(WHAT THIS TASK INVOLVES)
Which lines of the data below include the string "SystemClock"? Return each of them.

(Stored data)

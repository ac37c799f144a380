//! Clock and process environment used by the request factory.
//!
//! Both are injected so that request building stays deterministic in tests.

use std::time::{SystemTime, UNIX_EPOCH};

/// Source of the cache-buster timestamp.
pub trait Clock: Send + Sync {
    /// Current Unix time in whole seconds.
    fn unix_timestamp(&self) -> u64;
}

#[derive(Debug, Clone, Copy, Default)]
pub struct SystemClock;

impl Clock for SystemClock {
    fn unix_timestamp(&self) -> u64 {
        SystemTime::now()
            .duration_since(UNIX_EPOCH)
            .map(|d| d.as_secs())
            .unwrap_or(0)
    }
}

/// Clock frozen at a given instant.
#[derive(Debug, Clone, Copy)]
pub struct FixedClock(pub u64);

impl Clock for FixedClock {
    fn unix_timestamp(&self) -> u64 {
        self.0
    }
}

/// Describes the invoking process for the `Referer` header.
pub trait Environment: Send + Sync {
    fn referer(&self) -> String;
}

/// `file://` followed by the command line of the current process.
#[derive(Debug, Clone, Copy, Default)]
pub struct ProcessEnvironment;

impl Environment for ProcessEnvironment {
    fn referer(&self) -> String {
        let args: Vec<String> = std::env::args().collect();
        format!("file://{}", args.join(" "))
    }
}

/// Constant referer, for embedding applications and tests.
#[derive(Debug, Clone)]
pub struct StaticEnvironment(pub String);

impl Environment for StaticEnvironment {
    fn referer(&self) -> String {
        self.0.clone()
    }
}

/// Drop characters a header value cannot carry.
pub(crate) fn sanitize_header_value(raw: &str) -> String {
    raw.chars()
        .map(|c| if c == ' ' || c.is_ascii_graphic() { c } else { '?' })
        .collect()
}
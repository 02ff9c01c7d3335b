//! Built-in content block for the training-side trace recorder.
//!
//! Inserted after the executor group computes `self.arg_names`, it dumps the
//! argument names to `$TRACE_DIR/arg_namesINpara_names.txt`. The recorder reads
//! that file to map gradient indices back to parameter names.

pub const ARG_NAMES_FILE: &str = "arg_namesINpara_names.txt";

pub fn trace_snippet() -> Vec<String> {
    vec![
        "import os".to_string(),
        "if os.environ.get(\"TRACE_ON\") == \"ON\":".to_string(),
        format!(
            "    with open(os.path.join(os.environ.get(\"TRACE_DIR\", \".\"), \"{}\"), \"w\") as _f:",
            ARG_NAMES_FILE
        ),
        "        for _name in self.arg_names:".to_string(),
        "            _f.write(_name + \"\\n\")".to_string(),
    ]
}
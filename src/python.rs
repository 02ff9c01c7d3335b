//! Python interpreter detection and installed-package lookup.

use anyhow::{Context, anyhow, bail};
use regex::Regex;
use std::ffi::OsString;
use std::path::{Path, PathBuf};
use std::process::Command;

pub const PYTHON_ENV: &str = "PYTHON";
const CANDIDATES: [&str; 2] = ["python3", "python"];

/// Pick the interpreter: explicit flag, then `$PYTHON`, then `python3` /
/// `python` on `path_var`.
pub fn detect(
    explicit: Option<&Path>,
    env_python: Option<OsString>,
    path_var: Option<OsString>,
) -> anyhow::Result<PathBuf> {
    if let Some(p) = explicit {
        return Ok(p.to_path_buf());
    }
    if let Some(p) = env_python.filter(|p| !p.is_empty()) {
        return Ok(PathBuf::from(p));
    }
    let path_var = path_var.ok_or_else(|| anyhow!("PATH is not set; pass --python"))?;
    for name in CANDIDATES {
        if let Some(found) = find_on_path(name, &path_var) {
            tracing::debug!(python = %found.display(), "found interpreter on PATH");
            return Ok(found);
        }
    }
    bail!(
        "no Python interpreter found on PATH (tried {}); pass --python or set {}",
        CANDIDATES.join(", "),
        PYTHON_ENV
    )
}

/// First executable file called `name` in the directories of `path_var`.
pub fn find_on_path(name: &str, path_var: &OsString) -> Option<PathBuf> {
    std::env::split_paths(path_var)
        .map(|dir| dir.join(name))
        .find(|candidate| is_executable(candidate))
}

#[cfg(unix)]
fn is_executable(path: &Path) -> bool {
    use std::os::unix::fs::PermissionsExt;
    path.metadata()
        .map(|m| m.is_file() && m.permissions().mode() & 0o111 != 0)
        .unwrap_or(false)
}

#[cfg(not(unix))]
fn is_executable(path: &Path) -> bool {
    path.is_file()
}

/// Parse `Python 3.8.10` (as printed by `--version`) into `(3, 8)`.
pub fn parse_version(text: &str) -> Option<(u32, u32)> {
    let re = Regex::new(r"Python\s+(\d+)\.(\d+)").ok()?;
    let caps = re.captures(text)?;
    let major = caps.get(1)?.as_str().parse().ok()?;
    let minor = caps.get(2)?.as_str().parse().ok()?;
    Some((major, minor))
}

/// Run `<python> --version` and require Python 3.
pub fn check_version(python: &Path) -> anyhow::Result<(u32, u32)> {
    let out = Command::new(python)
        .arg("--version")
        .output()
        .with_context(|| format!("run {} --version", python.display()))?;
    // Python 2 prints the version on stderr.
    let text = format!(
        "{}{}",
        String::from_utf8_lossy(&out.stdout),
        String::from_utf8_lossy(&out.stderr)
    );
    let (major, minor) = parse_version(&text)
        .ok_or_else(|| anyhow!("cannot parse version from {}: {:?}", python.display(), text.trim()))?;
    if major != 3 {
        bail!("{} is Python {}.{}, need Python 3", python.display(), major, minor);
    }
    tracing::info!(python = %python.display(), version = %format!("{}.{}", major, minor), "using interpreter");
    Ok((major, minor))
}

fn check_package_name(package: &str) -> anyhow::Result<()> {
    let re = Regex::new(r"^[A-Za-z_][A-Za-z0-9_]*(\.[A-Za-z_][A-Za-z0-9_]*)*$")?;
    if !re.is_match(package) {
        bail!("invalid Python package name {:?}", package);
    }
    Ok(())
}

/// Directory of an installed package, as reported by the interpreter.
pub fn package_dir(python: &Path, package: &str) -> anyhow::Result<PathBuf> {
    check_package_name(package)?;
    let code = format!(
        "import os, {pkg}; print(os.path.dirname({pkg}.__file__))",
        pkg = package
    );
    let out = Command::new(python)
        .arg("-c")
        .arg(&code)
        .output()
        .with_context(|| format!("run {} to locate package {}", python.display(), package))?;
    if !out.status.success() {
        bail!(
            "cannot import {} with {}: {}",
            package,
            python.display(),
            String::from_utf8_lossy(&out.stderr).trim()
        );
    }
    let dir = String::from_utf8_lossy(&out.stdout).trim().to_string();
    if dir.is_empty() {
        bail!("{} reported no location for package {}", python.display(), package);
    }
    tracing::debug!(package, dir = %dir, "located package");
    Ok(PathBuf::from(dir))
}

#[cfg(test)]
mod tests {
    use super::*;
    use pretty_assertions::assert_eq;

    #[test]
    fn parses_versions() {
        assert_eq!(parse_version("Python 3.8.10\n"), Some((3, 8)));
        assert_eq!(parse_version("Python 2.7.18"), Some((2, 7)));
        assert_eq!(parse_version("python3: not found"), None);
    }

    #[test]
    fn package_names() {
        assert!(check_package_name("mxnet").is_ok());
        assert!(check_package_name("byteps.mxnet").is_ok());
        assert!(check_package_name("os; import sys").is_err());
        assert!(check_package_name("").is_err());
    }

    #[test]
    fn explicit_and_env_win() {
        let p = detect(Some(Path::new("/opt/py/bin/python")), Some("/x".into()), None).unwrap();
        assert_eq!(p, PathBuf::from("/opt/py/bin/python"));

        let p = detect(None, Some("/usr/bin/python3.9".into()), None).unwrap();
        assert_eq!(p, PathBuf::from("/usr/bin/python3.9"));

        assert!(detect(None, Some("".into()), None).is_err());
    }

    #[cfg(unix)]
    #[test]
    fn searches_path_in_order() {
        use std::fs;
        use std::os::unix::fs::PermissionsExt;

        let a = tempfile::tempdir().unwrap();
        let b = tempfile::tempdir().unwrap();

        // Not executable: skipped.
        fs::write(a.path().join("python3"), "").unwrap();
        let exe = b.path().join("python3");
        fs::write(&exe, "#!/bin/sh\n").unwrap();
        fs::set_permissions(&exe, fs::Permissions::from_mode(0o755)).unwrap();

        let path_var = std::env::join_paths([a.path(), b.path()]).unwrap();
        assert_eq!(detect(None, None, Some(path_var.clone())).unwrap(), exe);

        let empty = tempfile::tempdir().unwrap();
        let none = std::env::join_paths([empty.path()]).unwrap();
        assert!(detect(None, None, Some(none)).is_err());
    }

    #[cfg(unix)]
    #[test]
    fn version_and_package_from_fake_interpreter() {
        use std::fs;
        use std::os::unix::fs::PermissionsExt;

        let dir = tempfile::tempdir().unwrap();
        let fake = dir.path().join("python");
        fs::write(
            &fake,
            "#!/bin/sh\nif [ \"$1\" = --version ]; then echo 'Python 3.10.4'; else echo /site/mxnet; fi\n",
        )
        .unwrap();
        fs::set_permissions(&fake, fs::Permissions::from_mode(0o755)).unwrap();

        assert_eq!(check_version(&fake).unwrap(), (3, 10));
        assert_eq!(package_dir(&fake, "mxnet").unwrap(), PathBuf::from("/site/mxnet"));
    }
}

(ANSWER TO THE PROBLEM)
pub struct SystemClock;
impl Clock for SystemClock {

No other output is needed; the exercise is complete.